Activity — Check each line of the entries below for the word "MongoSession", then report how many have it, with no other words.
------------------------
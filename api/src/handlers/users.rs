//! User handlers
//!
//! Read-only endpoints; the locations variant forwards the caller's bearer
//! credential to the Countries and Cities APIs.

use axum::{extract::State, response::Response};

use super::{list_response, AppState};
use crate::app::{RequestHandler, UserLocationQueryRequest, UserQueryRequest};
use crate::auth::BearerCredential;
use crate::domain::ports::{LocationsClient, RecordStore};
use crate::error::AppError;

/// GET /api/users
pub async fn list_users<S: RecordStore, L: LocationsClient>(
    State(state): State<AppState<S, L>>,
) -> Result<Response, AppError> {
    let cancel = state.request_token();
    let users = state
        .users
        .handle(UserQueryRequest, &cancel)
        .await?
        .materialize(&cancel)
        .await?;

    Ok(list_response(users))
}

/// GET /api/users/locations
pub async fn list_user_locations<S: RecordStore, L: LocationsClient>(
    State(state): State<AppState<S, L>>,
    BearerCredential(credential): BearerCredential,
) -> Result<Response, AppError> {
    let cancel = state.request_token();
    let users = state
        .users
        .handle(UserLocationQueryRequest { credential }, &cancel)
        .await?
        .materialize(&cancel)
        .await?;

    Ok(list_response(users))
}
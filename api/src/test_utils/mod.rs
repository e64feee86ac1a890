//! Test utilities
//!
//! Manual mock implementations and test fixtures for unit testing.
//!
//! Why manual mocks instead of mockall?
//! - The record store needs real staging and commit behavior, not canned returns
//! - Manual mocks are more explicit and easier to debug
//!
//! The router is generic over `RecordStore` and `LocationsClient`, so
//! transport tests run against these doubles through axum-test.

pub mod fixtures;
pub mod mocks;

pub use fixtures::*;
pub use mocks::*;
//! Per-kind identity schema and selector resolution.
//!
//! A thing is addressed by `(kind, id)`. The kind names a collection; the
//! id lives in one document field, the identity column. By default that is
//! the store's native primary-key field, but a [`Schema`] can override it
//! per kind (a `user`'s id might be its `nickname`). Resolution is a pure
//! lookup: an absent schema or an absent entry is the normal case, not an
//! error.

use std::collections::HashMap;

use serde::{Deserialize, Serialize};
use serde_json::Value;

/// Identity mapping for a single kind.
#[derive(Debug, Clone, PartialEq, Eq, Serialize, Deserialize)]
pub struct TypeMapping {
    /// Document field holding the logical id for this kind.
    pub id_col: String,
}

/// Optional per-kind overrides of the identity column.
#[derive(Debug, Clone, Default, Serialize, Deserialize)]
#[serde(transparent)]
pub struct Schema {
    mappings: HashMap<String, TypeMapping>,
}

impl Schema {
    /// Creates an empty schema: every kind uses the native id field.
    pub fn new() -> Self {
        Self::default()
    }

    /// Returns true if no kind has an override.
    pub fn is_empty(&self) -> bool {
        self.mappings.is_empty()
    }

    /// Adds an identity-column override for `kind`.
    pub fn with_id_col(mut self, kind: impl Into<String>, id_col: impl Into<String>) -> Self {
        self.mappings.insert(
            kind.into(),
            TypeMapping {
                id_col: id_col.into(),
            },
        );
        self
    }

    /// Resolves the identity column for `kind`, falling back to the
    /// store's native primary-key field.
    pub fn id_col<'a>(&'a self, kind: &str, native: &'a str) -> &'a str {
        self.mappings
            .get(kind)
            .map(|mapping| mapping.id_col.as_str())
            .unwrap_or(native)
    }

    /// Builds the single-field equality selector addressing `(kind, id)`.
    pub fn selector(&self, kind: &str, id: &str, native: &str) -> Value {
        let mut fields = serde_json::Map::with_capacity(1);
        fields.insert(
            self.id_col(kind, native).to_string(),
            Value::String(id.to_string()),
        );
        Value::Object(fields)
    }
}
//! Store client over the MongoDB driver.
//!
//! Documents cross the boundary as BSON: JSON values convert on the way
//! in, and driver documents convert back on the way out (driver-added
//! fields such as an `ObjectId` `_id` surface in their extended-JSON
//! form). Duplicate-key violations are classified by server error code so
//! the adapter can normalize them.

use async_trait::async_trait;
use futures_util::StreamExt;
use mongodb::bson::{Document, doc};
use mongodb::error::{Error as DriverError, ErrorKind, WriteFailure};
use mongodb::options::{ClientOptions, ServerAddress};
use mongodb::{Client, Collection, Database};
use serde_json::Value;

use crate::config::DatabankConfig;
use crate::core::{DocumentStream, StoreClient, StoreCollection, StoreSession};
use crate::error::BackendError;

/// Server error codes that signal a unique-key violation. 11000 is the
/// modern duplicate-key code; 11001 and 12582 are the codes older servers
/// report for the same condition.
const DUPLICATE_KEY_CODES: [i32; 3] = [11000, 11001, 12582];

fn is_duplicate_key(err: &DriverError) -> bool {
    match err.kind.as_ref() {
        ErrorKind::Write(WriteFailure::WriteError(write_error)) => {
            DUPLICATE_KEY_CODES.contains(&write_error.code)
        }
        ErrorKind::Command(command_error) => DUPLICATE_KEY_CODES.contains(&command_error.code),
        _ => false,
    }
}

fn classify(err: DriverError) -> BackendError {
    if is_duplicate_key(&err) {
        BackendError::DuplicateKey {
            message: err.to_string(),
        }
    } else {
        BackendError::Internal {
            backend_name: "mongodb".to_string(),
            message: err.to_string(),
            source: Some(Box::new(err)),
        }
    }
}

fn to_document(value: &Value) -> Result<Document, BackendError> {
    mongodb::bson::to_document(value).map_err(|err| BackendError::SerializationError {
        message: err.to_string(),
    })
}

fn to_value(document: Document) -> Result<Value, BackendError> {
    mongodb::bson::from_document(document).map_err(|err| BackendError::SerializationError {
        message: err.to_string(),
    })
}

/// MongoDB store client.
#[derive(Debug, Default)]
pub struct MongoClient;

impl MongoClient {
    /// Creates a MongoDB store client.
    pub fn new() -> Self {
        Self
    }
}

#[async_trait]
impl StoreClient for MongoClient {
    type Session = MongoSession;

    fn backend_name(&self) -> &'static str {
        "mongodb"
    }

    async fn open_session(&self, config: &DatabankConfig) -> Result<MongoSession, BackendError> {
        let options = ClientOptions::builder()
            .hosts(vec![ServerAddress::Tcp {
                host: config.host.clone(),
                port: Some(config.port),
            }])
            .build();
        let client = Client::with_options(options).map_err(|err| {
            BackendError::ConnectionFailed {
                backend_name: "mongodb".to_string(),
                message: err.to_string(),
            }
        })?;
        let database = client.database(&config.database);

        // The driver connects lazily; ping so open failures surface here
        // instead of on the first operation.
        database
            .run_command(doc! { "ping": 1 })
            .await
            .map_err(|err| BackendError::ConnectionFailed {
                backend_name: "mongodb".to_string(),
                message: err.to_string(),
            })?;
        tracing::debug!(host = %config.host, port = config.port, "mongodb deployment reachable");

        Ok(MongoSession { client, database })
    }
}

/// An open session against a MongoDB deployment.
pub struct MongoSession {
    client: Client,
    database: Database,
}

#[async_trait]
impl StoreSession for MongoSession {
    type Collection = MongoCollection;

    fn collection(&self, name: &str) -> Result<MongoCollection, BackendError> {
        Ok(MongoCollection {
            inner: self.database.collection::<Document>(name),
        })
    }

    async fn close(&self) {
        self.client.clone().shutdown().await;
    }
}

/// Handle onto one MongoDB collection.
pub struct MongoCollection {
    inner: Collection<Document>,
}

#[async_trait]
impl StoreCollection for MongoCollection {
    async fn insert(&self, document: &Value) -> Result<(), BackendError> {
        let document = to_document(document)?;
        self.inner.insert_one(document).await.map_err(classify)?;
        Ok(())
    }

    async fn find_one(&self, selector: &Value) -> Result<Option<Value>, BackendError> {
        let selector = to_document(selector)?;
        let found = self.inner.find_one(selector).await.map_err(classify)?;
        found.map(to_value).transpose()
    }

    async fn find(&self, criteria: &Value) -> Result<DocumentStream, BackendError> {
        let criteria = to_document(criteria)?;
        let cursor = self.inner.find(criteria).await.map_err(classify)?;
        Ok(cursor
            .map(|item| item.map_err(classify).and_then(to_value))
            .boxed())
    }

    async fn replace(&self, selector: &Value, document: &Value) -> Result<u64, BackendError> {
        let selector = to_document(selector)?;
        let document = to_document(document)?;
        let result = self
            .inner
            .replace_one(selector, document)
            .await
            .map_err(classify)?;
        Ok(result.matched_count)
    }

    async fn remove(&self, selector: &Value) -> Result<u64, BackendError> {
        let selector = to_document(selector)?;
        let result = self.inner.delete_many(selector).await.map_err(classify)?;
        Ok(result.deleted_count)
    }
}
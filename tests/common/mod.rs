//! Shared helpers for integration tests.

#![allow(dead_code)]

use std::sync::Arc;
use std::sync::atomic::{AtomicUsize, Ordering};

use async_trait::async_trait;
use serde_json::{Value, json};

use databank::backends::memory::{MemoryClient, MemoryCollection, MemorySession};
use databank::core::{DocumentStream, StoreClient, StoreCollection, StoreSession};
use databank::{BackendError, Databank, DatabankConfig, DocumentBank};

// ============================================================================
// Fixtures
// ============================================================================

/// A fresh adapter over the in-process store, already connected with the
/// default configuration.
pub async fn connected_bank() -> DocumentBank<MemoryClient> {
    let bank = DocumentBank::memory();
    bank.connect(&DatabankConfig::default())
        .await
        .expect("connect should succeed");
    bank
}

pub fn user(name: &str) -> Value {
    json!({"name": name})
}

// ============================================================================
// Call-recording store client
// ============================================================================

/// Shared counter of capability calls reaching the store.
#[derive(Clone, Default)]
pub struct CallCounter {
    count: Arc<AtomicUsize>,
}

impl CallCounter {
    fn bump(&self) {
        self.count.fetch_add(1, Ordering::SeqCst);
    }

    pub fn get(&self) -> usize {
        self.count.load(Ordering::SeqCst)
    }
}

/// Store client that counts every capability call before delegating to
/// the in-process memory store. Used to assert that operations refused in
/// the disconnected state never contact the store.
pub struct RecordingClient {
    inner: MemoryClient,
    calls: CallCounter,
}

impl RecordingClient {
    pub fn new() -> Self {
        Self {
            inner: MemoryClient::new(),
            calls: CallCounter::default(),
        }
    }

    /// Handle onto the call counter, usable after the client moves into
    /// an adapter.
    pub fn calls(&self) -> CallCounter {
        self.calls.clone()
    }
}

#[async_trait]
impl StoreClient for RecordingClient {
    type Session = RecordingSession;

    fn backend_name(&self) -> &'static str {
        "recording"
    }

    async fn open_session(
        &self,
        config: &DatabankConfig,
    ) -> Result<RecordingSession, BackendError> {
        self.calls.bump();
        Ok(RecordingSession {
            inner: self.inner.open_session(config).await?,
            calls: self.calls.clone(),
        })
    }
}

pub struct RecordingSession {
    inner: MemorySession,
    calls: CallCounter,
}

#[async_trait]
impl StoreSession for RecordingSession {
    type Collection = RecordingCollection;

    fn collection(&self, name: &str) -> Result<RecordingCollection, BackendError> {
        self.calls.bump();
        Ok(RecordingCollection {
            inner: self.inner.collection(name)?,
            calls: self.calls.clone(),
        })
    }

    async fn close(&self) {
        self.calls.bump();
        self.inner.close().await;
    }
}

pub struct RecordingCollection {
    inner: MemoryCollection,
    calls: CallCounter,
}

#[async_trait]
impl StoreCollection for RecordingCollection {
    async fn insert(&self, document: &Value) -> Result<(), BackendError> {
        self.calls.bump();
        self.inner.insert(document).await
    }

    async fn find_one(&self, selector: &Value) -> Result<Option<Value>, BackendError> {
        self.calls.bump();
        self.inner.find_one(selector).await
    }

    async fn find(&self, criteria: &Value) -> Result<DocumentStream, BackendError> {
        self.calls.bump();
        self.inner.find(criteria).await
    }

    async fn replace(&self, selector: &Value, document: &Value) -> Result<u64, BackendError> {
        self.calls.bump();
        self.inner.replace(selector, document).await
    }

    async fn remove(&self, selector: &Value) -> Result<u64, BackendError> {
        self.calls.bump();
        self.inner.remove(selector).await
    }
}
//! Connection configuration.

use serde::{Deserialize, Serialize};

use crate::schema::Schema;

/// Configuration for opening a store session.
///
/// All fields have defaults suitable for a local development store, so a
/// plain `DatabankConfig::default()` connects to `localhost:27017/test`.
#[derive(Debug, Clone, Serialize, Deserialize)]
pub struct DatabankConfig {
    /// Store host name (default: `"localhost"`).
    #[serde(default = "default_host")]
    pub host: String,

    /// Store port (default: `27017`).
    #[serde(default = "default_port")]
    pub port: u16,

    /// Name of the database holding the collections (default: `"test"`).
    #[serde(default = "default_database")]
    pub database: String,

    /// Optional per-kind overrides of the identity column.
    #[serde(default)]
    pub schema: Schema,
}

fn default_host() -> String {
    "localhost".to_string()
}

fn default_port() -> u16 {
    27017
}

fn default_database() -> String {
    "test".to_string()
}

impl Default for DatabankConfig {
    fn default() -> Self {
        Self {
            host: default_host(),
            port: default_port(),
            database: default_database(),
            schema: Schema::default(),
        }
    }
}

impl DatabankConfig {
    /// Creates a configuration with all defaults.
    pub fn new() -> Self {
        Self::default()
    }

    /// Sets the store host.
    pub fn with_host(mut self, host: impl Into<String>) -> Self {
        self.host = host.into();
        self
    }

    /// Sets the store port.
    pub fn with_port(mut self, port: u16) -> Self {
        self.port = port;
        self
    }

    /// Sets the database name.
    pub fn with_database(mut self, database: impl Into<String>) -> Self {
        self.database = database.into();
        self
    }

    /// Sets the identity schema.
    pub fn with_schema(mut self, schema: Schema) -> Self {
        self.schema = schema;
        self
    }
}
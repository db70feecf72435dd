//! Criteria search over a kind's collection.

use futures_util::StreamExt;
use serde_json::Value;

use crate::core::search::SearchStream;
use crate::core::{StoreClient, StoreCollection, StoreSession};
use crate::error::{DatabankError, DatabankResult};

use super::DocumentBank;

impl<C: StoreClient> DocumentBank<C> {
    /// Issues an exact-match query and wraps the store cursor for
    /// streaming delivery.
    ///
    /// The criteria document is a field→value equality conjunction; range
    /// and regex operators belong to the store's native query surface and
    /// are not interpreted here.
    pub(super) async fn search_stream(
        &self,
        kind: &str,
        criteria: Value,
    ) -> DatabankResult<SearchStream> {
        let state = self.require_session().await?;
        if !criteria.is_object() {
            return Err(DatabankError::NotAnObject {
                what: "search criteria".to_string(),
            });
        }
        let collection = state.session.collection(kind)?;
        let cursor = collection.find(&criteria).await?;
        Ok(SearchStream::new(
            cursor.map(|item| item.map_err(DatabankError::from)).boxed(),
        ))
    }
}
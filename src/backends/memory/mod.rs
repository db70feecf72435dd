//! In-process memory backend.

mod client;

pub use client::{MemoryClient, MemoryCollection, MemorySession};

/// Adapter type over the in-process memory store.
pub type MemoryDatabank = crate::bank::DocumentBank<MemoryClient>;
//! Tests for the connection state machine.
//!
//! Covers the connect/disconnect lifecycle and the guarantee that
//! operations refused in the disconnected state never contact the store.

mod common;

use serde_json::json;

use common::{RecordingClient, connected_bank, user};
use databank::{Databank, DatabankConfig, DatabankError, DocumentBank};

// ============================================================================
// Lifecycle
// ============================================================================

/// Connecting with the default configuration succeeds and flips the
/// adapter into the connected state.
#[tokio::test]
async fn test_connect_succeeds() {
    let bank = DocumentBank::memory();
    assert!(!bank.is_connected().await);

    bank.connect(&DatabankConfig::default())
        .await
        .expect("connect should succeed");
    assert!(bank.is_connected().await);
}

/// A second connect without an intervening disconnect fails with
/// `AlreadyConnected`, and the session opened by the first call keeps
/// working.
#[tokio::test]
async fn test_double_connect_fails_and_keeps_first_session() {
    let bank = connected_bank().await;
    bank.create("user", "alice", user("Alice"))
        .await
        .expect("create should succeed");

    let err = bank
        .connect(&DatabankConfig::default())
        .await
        .expect_err("second connect should fail");
    assert!(matches!(err, DatabankError::AlreadyConnected));

    // The first session is unaffected.
    let alice = bank.read("user", "alice").await.expect("read should succeed");
    assert_eq!(alice["name"], "Alice");
}

/// Disconnecting while disconnected fails with `NotConnected`.
#[tokio::test]
async fn test_disconnect_while_disconnected_fails() {
    let bank = DocumentBank::memory();
    let err = bank.disconnect().await.expect_err("disconnect should fail");
    assert!(matches!(err, DatabankError::NotConnected));
}

/// Disconnect returns the adapter to the disconnected state; a fresh
/// connect is accepted afterwards.
#[tokio::test]
async fn test_disconnect_then_reconnect() {
    let bank = connected_bank().await;
    bank.disconnect().await.expect("disconnect should succeed");
    assert!(!bank.is_connected().await);

    bank.connect(&DatabankConfig::default())
        .await
        .expect("reconnect should succeed");
    assert!(bank.is_connected().await);
}

/// Operations issued after a disconnect are refused again.
#[tokio::test]
async fn test_operations_after_disconnect_fail() {
    let bank = connected_bank().await;
    bank.create("user", "alice", user("Alice"))
        .await
        .expect("create should succeed");
    bank.disconnect().await.expect("disconnect should succeed");

    let err = bank.read("user", "alice").await.expect_err("read should fail");
    assert!(matches!(err, DatabankError::NotConnected));
}

// ============================================================================
// Disconnected operations never reach the store
// ============================================================================

/// Every operation except connect fails with `NotConnected` while
/// disconnected, and not a single capability call reaches the store.
#[tokio::test]
async fn test_disconnected_operations_perform_no_store_calls() {
    let client = RecordingClient::new();
    let calls = client.calls();
    let bank = DocumentBank::new(client);

    let err = bank
        .create("user", "alice", user("Alice"))
        .await
        .expect_err("create should fail");
    assert!(matches!(err, DatabankError::NotConnected));

    let err = bank.read("user", "alice").await.expect_err("read should fail");
    assert!(matches!(err, DatabankError::NotConnected));

    let err = bank
        .update("user", "alice", user("Alice"))
        .await
        .expect_err("update should fail");
    assert!(matches!(err, DatabankError::NotConnected));

    let err = bank.delete("user", "alice").await.expect_err("delete should fail");
    assert!(matches!(err, DatabankError::NotConnected));

    let err = bank
        .search("user", json!({}))
        .await
        .expect_err("search should fail");
    assert!(matches!(err, DatabankError::NotConnected));

    let err = bank.disconnect().await.expect_err("disconnect should fail");
    assert!(matches!(err, DatabankError::NotConnected));

    assert_eq!(calls.get(), 0, "no capability call may reach the store");
}

/// A failed second connect performs no store calls beyond the first
/// session's open.
#[tokio::test]
async fn test_rejected_connect_performs_no_store_calls() {
    let client = RecordingClient::new();
    let calls = client.calls();
    let bank = DocumentBank::new(client);

    bank.connect(&DatabankConfig::default())
        .await
        .expect("connect should succeed");
    let after_first = calls.get();

    let err = bank
        .connect(&DatabankConfig::default())
        .await
        .expect_err("second connect should fail");
    assert!(matches!(err, DatabankError::AlreadyConnected));
    assert_eq!(calls.get(), after_first, "rejected connect must not open a session");
}
//! Uniform document-store adapter.
//!
//! This crate exposes a small, type-agnostic key/value-and-document
//! interface — connect, create, read, update, delete, search — over an
//! underlying document store, translating store-specific connection states
//! and errors into a stable, store-independent contract. Things are
//! addressed by a logical `(kind, id)` pair: the kind maps 1:1 to a store
//! collection, the id lives in a per-kind identity column. The store
//! itself (query execution, indexing, transport, persistence) stays behind
//! a narrow client capability set.
//!
//! # Features
//!
//! Backends are enabled with feature flags in `Cargo.toml`:
//!
//! ```toml
//! [dependencies]
//! databank = { version = "0.1", features = ["mongodb"] }
//! ```
//!
//! - `memory` (default) — in-process collections, great for development
//!   and tests
//! - `mongodb` — MongoDB document storage
//!
//! # Architecture
//!
//! - [`core`] — the [`Databank`] contract and the store-client capability
//!   traits
//! - [`bank`] — [`DocumentBank`], the adapter over any store client
//! - [`backends`] — store-client implementations
//! - [`schema`] — per-kind identity-column overrides
//! - [`config`] — connection configuration
//! - [`error`] — the adapter error taxonomy
//!
//! # Quick Start
//!
//! ```no_run
//! use databank::{Databank, DatabankConfig, DocumentBank, Schema};
//! use serde_json::json;
//!
//! # async fn example() -> databank::DatabankResult<()> {
//! // A user's logical id is its nickname, not the store's native key.
//! let config = DatabankConfig::default()
//!     .with_schema(Schema::new().with_id_col("user", "nickname"));
//!
//! let bank = DocumentBank::memory();
//! bank.connect(&config).await?;
//!
//! bank.create("user", "alice", json!({"name": "Alice"})).await?;
//! let alice = bank.read("user", "alice").await?;
//! assert_eq!(alice["name"], "Alice");
//!
//! // Stream everything matching an exact-match criteria document.
//! let results = bank.search("user", json!({"name": "Alice"})).await?;
//! results.drain(|user| println!("{user}")).await?;
//!
//! bank.disconnect().await?;
//! # Ok(())
//! # }
//! ```
//!
//! # Connection model
//!
//! Each adapter instance holds at most one live session. Operations other
//! than `connect` fail with [`DatabankError::NotConnected`] — without
//! contacting the store — until a session is open. Concurrent operations
//! against one session are multiplexed by the store client; the adapter
//! adds no pooling, retry, cancellation, or timeout.

#![warn(missing_docs)]
#![warn(rustdoc::missing_crate_level_docs)]

pub mod backends;
pub mod bank;
pub mod config;
pub mod core;
pub mod error;
pub mod schema;

// Re-export commonly used types at crate root
pub use bank::DocumentBank;
pub use config::DatabankConfig;
pub use error::{BackendError, DatabankError, DatabankResult};
pub use schema::{Schema, TypeMapping};

// Re-export core traits
pub use core::{Databank, DocumentStream, SearchStream, StoreClient, StoreCollection, StoreSession};

/// Crate version.
pub const VERSION: &str = env!("CARGO_PKG_VERSION");

/// Crate name.
pub const NAME: &str = env!("CARGO_PKG_NAME");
------------------------
Task answer — 5